Horizontal speed = 8.2 m s^-1

 tan 60 ^o = v_v / 8.2                     [tan 60 = opp / adj]

Vertical component of speed: v_v = 8.2 tan60^o = 14.2 m s^-1 

 

 

(ii)

{Consider the vertical motion.

v² = u² + 2as = 0 + 2as}

14.2² = 0 + (2×9.8×h)                        

h = 14.2² / (2×9.8)

Vertical distance fallen: h = 10.3 m

 

 

(iii)

{Time is the quantity that we will use to relate the horizontal and vertical motion.

We first need to determine the time taken by the ball fall the distance calculated in part (ii) for the vertical motion.

For the vertical motion,

v = u + at

14.2 = 0 + 9.8t}

Time of descent of ball: t (= v / a) = 14.2 / 9.8 = 1.45 s

{We can now calculate the horizontal distance moved by the ball in this amount of time. Since the horizontal speed is constant, we can use the formula

Speed = distance / time

Distance = Speed × Time}

Horizontal distance: x = 8.2 × 1.45 = 11.9 m

 

 

(b)

(i)

The sketch shows a smooth path curved and above the given path. The ball hits the ground at a more acute angle

{The ball would travel a greater horizontal distance at any instant of time as the horizontal speed is greater. Note that vertical component of velocity behaves in the same way as previously. The horizontal component is greater than before (and constant at all time), so the resultant velocity will be at a more acute angle than before.}

 

 

(ii)

The sketch shows a smooth path curved and below the given path. The ball hits the ground at a steeper angle.

{Air resistance affects all components of the speed, reducing them, since it opposes motion. So, a smaller horizontal distance is travelled by the ball.

The vertical component of speed undergoes acceleration (due to gravity) until terminal speed is reached (the ball may hit the ground before terminal velocity is reached) but compare to the cases before, the speed increases at a smaller rate due to air resistance.

As for the horizontal component, it decreases due to air resistance. So, the resultant speed will be at a steeper angle to the ground since the horizontal component is smaller than in the previous cases.}

An object of mass m travelling with speed v has a head-on collision with another object of mass m travelling with speed v in the opposite direction.

Question 25

An object of mass m travelling with speed v has a head-on collision with another object of mass m travelling with speed v in the opposite direction. The two objects stick together after the collision.

 

What is the total loss of kinetic energy in the collision?

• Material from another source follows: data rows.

mod handler;
mod map_view;
mod pages;
mod ui;

pub use handler::{handle_key_event, handle_mouse_event, AppAction};
pub use ui::draw;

A 0                   B ½ mv²                         C mv²                                                 D 2mv²

 

 

 

Reference: Past Exam Paper – November 2015 Paper 12 Q13

 

 

 

Solution:

Answer: C.

Momentum is a vector quantity and we need to consider the direction.

Since the objects are moving in opposite direction, one of them will have a negative value.

Sum of momentum before collision = mv – mv = 0

 

Kinetic energy is a scalar quantity and so, the direction of motion does not matter.

Sum of KE before collision = ½ mv² + ½ mv² = mv²

 

Momentum is always conserved.

Sum of momentum after collision = Sum of momentum before collision = 0

Sum of momentum after collision = 0

2mv_f = 0

Giving the speed after collision, v_f = 0

That is, the objects do not move after the collision.

KE after collision = 0

 

Loss in KE = mv² – 0 = mv²

Which statement about electromagnetic radiation is correct?

 Question 26

Which statement about electromagnetic radiation is correct?

A Waves of wavelength 5 × 10^-9 m are high-energy gamma rays.

B Waves of wavelength 3 × 10^-8 m are ultra-violet waves.

C Waves of wavelength 5 × 10^-7 m are infra-red waves.

D Waves of wavelength 9 × 10^-7 m are light waves.

 

 

 

Reference: Past Exam Paper – November 2014 Paper 11 & 12 Q22

 

 

 

Solution:

Answer: B.

Estimates for the different components of the electromagnetic spectrum should be known at A-Level.

 

All EM waves travel at the same speed of 3.0×10⁸ m s^-1.

Gamma rays have the highest frequencies, followed by X-rays and UV.

 

v = fλ

 

For the given wavelength of UV waves,

f = v / λ = 3.0×10⁸ / 3.0×10^-8 = 1×10¹⁶ Hz

 

This is a correct estimate for the frequency of UV waves.